What to do:
Please repeat the listing exactly, starting at its first line and stopping after the line that contains "fn source_title(file: &FileRecord)".

The records:
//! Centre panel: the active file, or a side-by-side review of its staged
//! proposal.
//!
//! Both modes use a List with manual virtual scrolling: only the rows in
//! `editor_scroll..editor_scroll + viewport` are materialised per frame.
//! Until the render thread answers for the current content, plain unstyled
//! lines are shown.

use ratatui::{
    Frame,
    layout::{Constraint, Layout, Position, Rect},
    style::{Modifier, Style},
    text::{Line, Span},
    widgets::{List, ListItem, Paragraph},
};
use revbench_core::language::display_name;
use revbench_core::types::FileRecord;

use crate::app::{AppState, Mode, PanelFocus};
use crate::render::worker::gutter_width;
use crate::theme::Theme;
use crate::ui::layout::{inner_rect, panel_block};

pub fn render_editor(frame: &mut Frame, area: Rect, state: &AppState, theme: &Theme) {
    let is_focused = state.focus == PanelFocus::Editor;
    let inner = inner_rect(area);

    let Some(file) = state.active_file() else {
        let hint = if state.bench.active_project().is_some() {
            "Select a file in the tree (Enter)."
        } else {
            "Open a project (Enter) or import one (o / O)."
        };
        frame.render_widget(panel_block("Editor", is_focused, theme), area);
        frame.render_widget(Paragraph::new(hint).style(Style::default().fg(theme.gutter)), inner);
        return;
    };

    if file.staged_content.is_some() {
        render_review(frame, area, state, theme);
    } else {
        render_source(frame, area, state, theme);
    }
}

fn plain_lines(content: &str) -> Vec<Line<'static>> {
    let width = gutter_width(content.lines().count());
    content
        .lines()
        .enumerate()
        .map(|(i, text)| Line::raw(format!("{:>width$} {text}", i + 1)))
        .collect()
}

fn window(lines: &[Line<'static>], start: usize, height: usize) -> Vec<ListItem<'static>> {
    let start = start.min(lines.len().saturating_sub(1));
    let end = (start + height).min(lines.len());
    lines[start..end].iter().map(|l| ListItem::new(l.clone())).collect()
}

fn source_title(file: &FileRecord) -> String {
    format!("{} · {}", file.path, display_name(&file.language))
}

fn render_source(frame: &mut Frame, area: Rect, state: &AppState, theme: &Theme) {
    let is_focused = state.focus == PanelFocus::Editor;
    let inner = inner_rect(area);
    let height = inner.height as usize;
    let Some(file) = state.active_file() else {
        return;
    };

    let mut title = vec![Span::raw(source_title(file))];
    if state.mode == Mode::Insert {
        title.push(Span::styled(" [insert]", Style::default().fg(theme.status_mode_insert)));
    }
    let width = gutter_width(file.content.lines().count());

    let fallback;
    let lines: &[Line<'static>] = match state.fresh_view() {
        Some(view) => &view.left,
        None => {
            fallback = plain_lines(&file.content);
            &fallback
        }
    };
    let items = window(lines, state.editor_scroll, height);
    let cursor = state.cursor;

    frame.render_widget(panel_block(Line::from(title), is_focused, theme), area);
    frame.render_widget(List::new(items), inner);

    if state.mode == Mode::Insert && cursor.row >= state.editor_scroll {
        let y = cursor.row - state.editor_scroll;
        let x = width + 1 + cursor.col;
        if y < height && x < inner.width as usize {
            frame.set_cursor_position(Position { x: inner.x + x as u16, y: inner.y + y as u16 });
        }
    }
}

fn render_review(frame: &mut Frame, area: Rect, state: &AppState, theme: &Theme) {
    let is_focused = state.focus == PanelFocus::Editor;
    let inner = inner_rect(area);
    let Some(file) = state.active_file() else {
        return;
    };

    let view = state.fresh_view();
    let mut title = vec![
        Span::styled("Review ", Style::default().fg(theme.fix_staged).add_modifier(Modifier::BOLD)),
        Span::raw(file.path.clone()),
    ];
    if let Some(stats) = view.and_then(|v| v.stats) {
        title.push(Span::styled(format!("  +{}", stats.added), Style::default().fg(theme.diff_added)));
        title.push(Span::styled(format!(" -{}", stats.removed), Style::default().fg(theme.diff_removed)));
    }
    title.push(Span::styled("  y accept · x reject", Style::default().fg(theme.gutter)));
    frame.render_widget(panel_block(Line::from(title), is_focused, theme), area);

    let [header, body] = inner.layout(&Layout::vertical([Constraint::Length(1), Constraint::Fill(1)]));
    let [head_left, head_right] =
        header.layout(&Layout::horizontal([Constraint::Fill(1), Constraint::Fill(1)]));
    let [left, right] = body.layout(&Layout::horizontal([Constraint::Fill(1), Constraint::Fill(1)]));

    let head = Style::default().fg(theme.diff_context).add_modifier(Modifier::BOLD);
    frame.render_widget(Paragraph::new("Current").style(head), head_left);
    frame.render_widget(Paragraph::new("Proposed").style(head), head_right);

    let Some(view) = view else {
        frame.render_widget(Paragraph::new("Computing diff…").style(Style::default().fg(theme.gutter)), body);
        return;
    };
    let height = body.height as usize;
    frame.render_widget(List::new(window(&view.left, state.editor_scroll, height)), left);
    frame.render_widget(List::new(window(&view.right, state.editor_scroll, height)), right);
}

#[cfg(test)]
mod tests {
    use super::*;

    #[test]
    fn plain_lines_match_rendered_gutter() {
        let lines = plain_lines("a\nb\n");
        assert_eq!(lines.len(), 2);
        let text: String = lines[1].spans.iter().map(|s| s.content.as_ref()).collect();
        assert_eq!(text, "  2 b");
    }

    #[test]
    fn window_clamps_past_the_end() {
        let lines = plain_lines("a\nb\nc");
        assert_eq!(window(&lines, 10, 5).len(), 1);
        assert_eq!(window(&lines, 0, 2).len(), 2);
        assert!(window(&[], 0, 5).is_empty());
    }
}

Answer to the exercise:
//! Centre panel: the active file, or a side-by-side review of its staged
//! proposal.
//!
//! Both modes use a List with manual virtual scrolling: only the rows in
//! `editor_scroll..editor_scroll + viewport` are materialised per frame.
//! Until the render thread answers for the current content, plain unstyled
//! lines are shown.

use ratatui::{
    Frame,
    layout::{Constraint, Layout, Position, Rect},
    style::{Modifier, Style},
    text::{Line, Span},
    widgets::{List, ListItem, Paragraph},
};
use revbench_core::language::display_name;
use revbench_core::types::FileRecord;

use crate::app::{AppState, Mode, PanelFocus};
use crate::render::worker::gutter_width;
use crate::theme::Theme;
use crate::ui::layout::{inner_rect, panel_block};

pub fn render_editor(frame: &mut Frame, area: Rect, state: &AppState, theme: &Theme) {
    let is_focused = state.focus == PanelFocus::Editor;
    let inner = inner_rect(area);

    let Some(file) = state.active_file() else {
        let hint = if state.bench.active_project().is_some() {
            "Select a file in the tree (Enter)."
        } else {
            "Open a project (Enter) or import one (o / O)."
        };
        frame.render_widget(panel_block("Editor", is_focused, theme), area);
        frame.render_widget(Paragraph::new(hint).style(Style::default().fg(theme.gutter)), inner);
        return;
    };

    if file.staged_content.is_some() {
        render_review(frame, area, state, theme);
    } else {
        render_source(frame, area, state, theme);
    }
}

fn plain_lines(content: &str) -> Vec<Line<'static>> {
    let width = gutter_width(content.lines().count());
    content
        .lines()
        .enumerate()
        .map(|(i, text)| Line::raw(format!("{:>width$} {text}", i + 1)))
        .collect()
}

fn window(lines: &[Line<'static>], start: usize, height: usize) -> Vec<ListItem<'static>> {
    let start = start.min(lines.len().saturating_sub(1));
    let end = (start + height).min(lines.len());
    lines[start..end].iter().map(|l| ListItem::new(l.clone())).collect()
}

fn source_title(file: &FileRecord) -> String {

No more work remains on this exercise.